J’avais dans ma boîte à bijoux une alliance. Il y a plusieurs années, ma grand-mère me l’a donnée. Sans un mot, elle a ouvert ma main, y a déposé l’alliance de mon grand-père, et a refermé mes doigts dessus, laissant sa main envelopper la mienne quelques secondes. Son regard a croisé le mien plein d’interrogations et de questions sur ce geste, et le sien a scellé à jamais ce don comme un pacte.
Nous en avons jamais vraiment parlé. Pour elle, c’était une chose faite : l’alliance était à moi.
Je l’ai conservée dans ma boîte à bijoux pendant des années, rangée aux côtés de ces pacotilles qu’on ne porte qu’une fois. Spontanément, je me précipitais parfois dessus avec l’angoisse qu’elle ait disparu. Elle se rappelait à moi, parfois la nuit, parfois à des centaines de kilomètres de distance.
Un jour, un éclair m’a traversée et quelques jours plus tard, je me rendais chez un bijoutier avec l’idée fixe de monter l’alliance sur un bracelet. Cet anneau est un symbole fort d’engagement et d’amour, à l’origine de la naissance de ma mère, de la mienne, de celle de mon frère, un anneau lourd d’émotions. Le bijoutier s’en est saisi et n’a eu de cesse de le monter de manière à ce qu’il reste toujours sur le dessus du poignet. J’avais dans mes mains un anneau délaissé depuis 15 ans, abîmé par la vie, laissé trop longtemps au fond d’un tiroir, et j’allais lui redonner vie, lui donner de nouveau un sens.
L’anneau était entre les mains du magicien des souvenirs quand j’ai appris que mon grand-père n’avait pas porté son alliance aussi souvent que ce je voulais croire. Ces souvenirs que j’avais donc de ses mains épaisses et larges illuminées d’un anneau en or étaient donc pure invention de ma part, simple habillage de souvenirs d’enfant.
Quand bien même.
J’ai foi en la spiritualité, en ces anges qui nous guides, en ces âmes perdues au bord du chemin qui ne cessent de nous accompagner tant qu’on ne les oublie pas.
J’ai choisi d’écouter ce que cette alliance avait à me dire, j’ai choisi d’apaiser cette angoisse qui me liait à elle nuit et jour. Aujourd’hui, et depuis quelques jours, je la porte au poignet gauche avec une fierté sincère.
Comme ma bague de fiançailles, elle est désormais un de ces symboles sans lesquels je me sentirais nue. Chacune une part de mon coeur, l’une pour la famille que je me construit, et l’autre pour la famille qui m’a fait grandir.
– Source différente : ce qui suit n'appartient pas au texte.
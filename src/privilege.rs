//! Privilege detection for nmap_core
//!
//! Determines which present options need elevated privileges and whether
//! the command already accounts for that with a `sudo` prefix. This stage
//! is informational: it never blocks validity by itself, the validator's
//! policy decides whether the finding is a warning or an error.

use serde::{Deserialize, Serialize};

use crate::catalog::OptionCatalog;
use crate::syntax::ParsedCommand;

/// Result of the privilege check
#[derive(Clone, Debug, Serialize, Deserialize)]
pub struct RootCheck {
    /// At least one present option needs elevated privileges
    pub required: bool,
    /// The options that need them, sorted
    pub flags: Vec<String>,
    /// Command carries a sudo prefix
    pub elevated: bool,
}

/// Check which present options require root, per the catalog
pub fn check_privileges(parsed: &ParsedCommand, catalog: &OptionCatalog) -> RootCheck {
    let mut flags: Vec<String> = parsed
        .flags
        .iter()
        .filter(|f| catalog.get(f).map(|o| o.requires_root).unwrap_or(false))
        .cloned()
        .collect();
    flags.sort_unstable();
    flags.dedup();

    RootCheck {
        required: !flags.is_empty(),
        flags,
        elevated: parsed.elevated,
    }
}

#[cfg(test)]
mod tests {
    use super::*;
    use crate::catalog::OptionCatalog;
    use crate::syntax::SyntaxChecker;

    fn run(command: &str) -> RootCheck {
        let catalog = OptionCatalog::fallback();
        let parsed = SyntaxChecker::new().parse(command, &catalog);
        check_privileges(&parsed, &catalog)
    }

    #[test]
    fn test_no_root_needed() {
        let check = run("nmap -sT -p 80 192.168.1.1");
        assert!(!check.required);
        assert!(check.flags.is_empty());
    }

    #[test]
    fn test_root_flags_detected() {
        let check = run("nmap -sS -O 192.168.1.1");
        assert!(check.required);
        assert_eq!(check.flags, vec!["-O", "-sS"]);
        assert!(!check.elevated);
    }

    #[test]
    fn test_sudo_prefix_detected() {
        let check = run("sudo nmap -sS 192.168.1.1");
        assert!(check.required);
        assert!(check.elevated);
    }

    #[test]
    fn test_repeated_flag_listed_once() {
        let check = run("nmap -sS -sS 192.168.1.1");
        assert_eq!(check.flags, vec!["-sS"]);
    }

    #[test]
    fn test_unknown_flags_ignored() {
        let check = run("nmap --mystery-flag 192.168.1.1");
        assert!(!check.required);
    }
}
#[cfg(test)]
mod tests {
    use super::*;
    use std::io::Write;

    #[test]
    fn test_fallback_catalog_loads() {
        let catalog = OptionCatalog::fallback();
        assert!(catalog.len() > 30);
        assert_eq!(catalog.mode(), CatalogMode::Fallback);
        assert!(catalog.is_known("-sS"));
        assert!(catalog.is_known("--script-args"));
        assert!(!catalog.is_known("--made-up"));
    }

    #[test]
    fn test_conflicts_are_symmetric() {
        let catalog = OptionCatalog::fallback();
        for name in ["-sS", "-sT", "-sn", "-p", "-F", "-T0", "-Pn"] {
            for other in catalog.conflicts_of(name) {
                assert!(
                    catalog.conflict_between(other, name),
                    "conflict {} -> {} missing its mirror",
                    name,
                    other
                );
            }
        }
    }

    #[test]
    fn test_symmetry_closure_from_one_sided_edges() {
        let data = CatalogData {
            options: vec![
                opt("-a", OptionCategory::Misc, "a", false, false, &["-b"], &[], "x"),
                opt("-b", OptionCategory::Misc, "b", false, false, &[], &[], "x"),
            ],
            services: vec![],
        };
        let catalog = OptionCatalog::from_data(data, CatalogMode::Graph);
        assert!(catalog.conflict_between("-a", "-b"));
        assert!(catalog.conflict_between("-b", "-a"));
    }

    #[test]
    fn test_scan_types_mutually_exclusive() {
        let catalog = OptionCatalog::fallback();
        for a in SCAN_TYPE_FLAGS {
            for b in SCAN_TYPE_FLAGS {
                if a != b {
                    assert!(catalog.conflict_between(a, b), "{} vs {}", a, b);
                }
            }
        }
    }

    #[test]
    fn test_requires_edges() {
        let catalog = OptionCatalog::fallback();
        assert_eq!(catalog.requires_of("--script-args"), vec!["--script"]);
        assert_eq!(catalog.requires_of("--version-intensity"), vec!["-sV"]);
        assert!(catalog.requires_of("-sS").is_empty());
    }

    #[test]
    fn test_root_required_options() {
        let catalog = OptionCatalog::fallback();
        let root = catalog.options_requiring_root();
        assert!(root.contains(&"-sS"));
        assert!(root.contains(&"-O"));
        assert!(!root.contains(&"-sT"));
    }

    #[test]
    fn test_canonical_pair_ordering() {
        assert_eq!(canonical_pair("-sT", "-sS"), ("-sS", "-sT"));
        assert_eq!(canonical_pair("-sS", "-sT"), ("-sS", "-sT"));
    }

    #[test]
    fn test_services_lookup() {
        let catalog = OptionCatalog::fallback();
        let http = catalog.service("http").expect("http service");
        assert_eq!(http.port, 80);
    }

    #[test]
    fn test_load_from_yaml() {
        let mut file = tempfile::NamedTempFile::new().unwrap();
        writeln!(
            file,
            "- name: \"-sS\"\n  category: SCAN_TYPE\n  description: SYN scan\n  requires_root: true\n  requires_arg: false\n  conflicts_with: [\"-sT\"]\n- name: \"-sT\"\n  category: SCAN_TYPE\n  description: Connect scan\n  requires_root: false\n  requires_arg: false"
        )
        .unwrap();

        let catalog = OptionCatalog::load_from_yaml(file.path()).unwrap();
        assert_eq!(catalog.len(), 2);
        assert!(catalog.conflict_between("-sT", "-sS"));
    }
}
Lorsque je me sens perdue ou anxieuse, il suffit que je les caresse du bout des doigts pour que me parvienne une bouffée de sérénité… Alors, je souris.
malise says
C’est un très joli texte, et tes mots me touchent beaucoup car je suis dans la même situation que toi, ou presque … L’alliance de ma Maman attend que je la ressorte de la boîte dans laquelle je l’ai rangée, mais je n’en ai pas le courage pour l’instant. Je l’ai portée pendant plusieurs mois juste après son décès, au majeur de ma main gauche car elle était trop grande pour moi. Elle est devenue mon porte-bonheur, mais je la surveillais tout le temps, parce que j’avais trop peur de l’abîmer ou de la perdre. Et puis elle me ramenait sans cesse à ma Mère. Alors je l’ai enlevée, le temps d’accepter. C’était il y a 8 ans, et je ne la porte toujours pas …
FleurDeMenthe says
Je suis touchée par ton histoire… Une mère : le poids sentimental doit être encore plus lourd… Je t’embrasse.
Mademoiselle K says
C’est un tres beau texte qui lie le passe, le present et l’avenir, autour d’un bijou, d’un objet sacre.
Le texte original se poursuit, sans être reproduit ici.